Can video recordings be treated as wills?
The Supreme Court of Queensland recently ruled that a video recording can be a valid Will within the meaning of S18(2) of the Succession Act 1981 (QLD).
It has long been established that a valid will needs to be in writing, signed by the maker and two witnesses at the time of making the will. The will maker must also have the mental capacity at the time of making the will to understand the nature and effect of the will. The will maker and witnesses must be over the age of 18.
In this case the deceased purchased a motorcycle. His partner implored him to make a will prior to picking up the bike. In his own words, the deceased was “too lazy’ to make a will so made a video recording leaving everything to his girlfriend. In the recording, the deceased said he would “fill out the damn forms later”. In the video the deceased made it clear nothing was to go to his soon to be ex-wife.
The deceased crashed his bike later that day and suffered serious injuries. He died 14 months later. As a result of his injuries he never did fill out the “damn forms”.
The partner of the deceased applied for orders that the video recording was a document that formed a will within the meaning of the Qld Succession Act, because it purported to state the testamentary intentions of the deceased and he intended the recording to form his will. The application was opposed by the deceased’s former wife.
The Supreme Court held that the video was a will for the purposes of the Succession Act. In its reasons the Court held that the video was a document within meaning of s18(2) of the Succession Act 1981 (QLD).

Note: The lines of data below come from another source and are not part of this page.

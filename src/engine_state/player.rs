//! # Player
//!
//! The controllable entity: moves across the grid with sliding collision and
//! attacks in the aim direction, gated by a cooldown.
//!
//! Input arrives in screen convention (y up). On the XZ plane that becomes
//! `(x, -y)`: pushing up moves toward negative Z.

use cgmath::{InnerSpace, Point3, Vector2};
use log::debug;
use web_time::Duration;

use super::{
    clock::AttackCooldown,
    combat::{AttackClass, AttackOutcome, CombatResolver},
    rendering::Renderer,
    voxels::world::World,
};
use crate::{application_state::InputSnapshot, config::PlayerConfig};

/// What a player did during one tick.
#[derive(Copy, Clone, Debug, Default, PartialEq)]
pub struct PlayerUpdate {
    /// Whether the position changed
    pub moved: bool,
    /// The attack that fired this tick, if any
    pub attack: Option<AttackOutcome>,
}

/// A player entity.
#[derive(Debug, Clone)]
pub struct Player {
    position: Point3<f32>,
    /// Yaw around +Y in radians, `atan2(dx, dz)` of the last move
    facing: f32,
    class: AttackClass,
    speed: f32,
    cooldown: AttackCooldown,
    resolver: CombatResolver,
}

impl Player {
    /// Creates a player at the world origin.
    ///
    /// # Arguments
    /// * `config` - Movement and attack settings
    /// * `tile_size` - Tile size of the world the player lives in
    pub fn new(config: &PlayerConfig, tile_size: f32) -> Self {
        Player {
            position: Point3::new(0.0, 0.0, 0.0),
            facing: 0.0,
            class: config.attack_class,
            speed: config.speed,
            cooldown: AttackCooldown::new(config.attack_cooldown()),
            resolver: CombatResolver::new(tile_size, config.build_distance),
        }
    }

    /// Moves the player to a position without collision checks.
    pub fn set_position(&mut self, x: f32, z: f32) {
        self.position = Point3::new(x, self.position.y, z);
    }

    /// Current position. `y` stays at the ground plane.
    pub fn position(&self) -> Point3<f32> {
        self.position
    }

    /// Yaw of the last move, in radians.
    pub fn facing(&self) -> f32 {
        self.facing
    }

    /// The attack class chosen at creation.
    pub fn class(&self) -> AttackClass {
        self.class
    }

    /// Converts a screen-space aim into a direction on the XZ plane.
    pub fn aim_direction(screen_aim: Vector2<f32>) -> Vector2<f32> {
        Vector2::new(screen_aim.x, -screen_aim.y)
    }

    /// Applies one tick of movement.
    ///
    /// The full step is taken when its destination tile is free. Otherwise
    /// the player slides along X, or failing that along Z. Only the tile
    /// under the player's centre is checked.
    ///
    /// # Returns
    /// `true` if the position changed.
    pub fn step(&mut self, move_vector: Vector2<f32>, world: &World) -> bool {
        let dx = move_vector.x * self.speed;
        let dz = -move_vector.y * self.speed;
        if dx == 0.0 && dz == 0.0 {
            return false;
        }

        let (x, z) = (self.position.x, self.position.z);
        let (next_x, next_z) = (x + dx, z + dz);
        let moved = if !world.is_blocked(next_x, next_z) {
            self.set_position(next_x, next_z);
            true
        } else if !world.is_blocked(next_x, z) {
            self.set_position(next_x, z);
            true
        } else if !world.is_blocked(x, next_z) {
            self.set_position(x, next_z);
            true
        } else {
            false
        };

        self.facing = dx.atan2(dz);
        moved
    }

    /// Fires an attack at `now` if the cooldown allows it.
    ///
    /// A zero aim never fires and leaves the cooldown untouched.
    ///
    /// # Returns
    /// The outcome, or `None` if nothing fired.
    pub fn attack(
        &mut self,
        screen_aim: Vector2<f32>,
        now: Duration,
        world: &mut World,
        renderer: &mut dyn Renderer,
    ) -> Option<AttackOutcome> {
        if screen_aim.magnitude2() == 0.0 || !self.cooldown.try_trigger(now) {
            return None;
        }

        let aim = Self::aim_direction(screen_aim);
        let mut mutator = world.mutator(renderer, now);
        let outcome = self.resolver.resolve(self.class, self.position, aim, &mut mutator);
        debug!(
            "{:?} attack at ({:.2}, {:.2}): {} candidates, {} destroyed, placed {}",
            self.class, self.position.x, self.position.z, outcome.candidates, outcome.destroyed, outcome.placed
        );
        Some(outcome)
    }

    /// Runs one tick of input: movement first, then the attack.
    pub fn update(
        &mut self,
        input: &InputSnapshot,
        now: Duration,
        world: &mut World,
        renderer: &mut dyn Renderer,
    ) -> PlayerUpdate {
        let moved = self.step(input.move_vector, world);
        let attack = if input.firing {
            self.attack(input.aim_vector, now, world, renderer)
        } else {
            None
        };
        PlayerUpdate { moved, attack }
    }
}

The court also found that the video purported to state the deceased’s testamentary intentions:
- He stated that he was making the recording because his girlfriend asked him to do it before he picked up his motorcycle;
- He goes on to say that he will say it on the video and fill out the damn forms later;
- He used the words “as sound mind and body”; and
- The dispositions were clear.
The court then assessed whether the video recording should without more operate as the deceased’s will and found that that was the case. His intention was to make it before he picked up the motorcycle, and he said on the recording that it was made and the dispositions said by him made “if anything was to happen to him”.
Although this case was successful and the video recording was held by the court to be a valid will, significant legal costs were no doubt incurred by both parties, ultimately diminishing the funds in the estate.
The outcome was also very much dependent on the particular words used and the outcome may be different in other cases.
The costs of having wills properly drawn up by a legal practitioner are far less compared to the significant legal costs incurred in bringing an application to the court to establish an informal document is a valid will.
One should not be persuaded to follow the path to freely make wills that are not in conformity with the formal requirements of the legislation.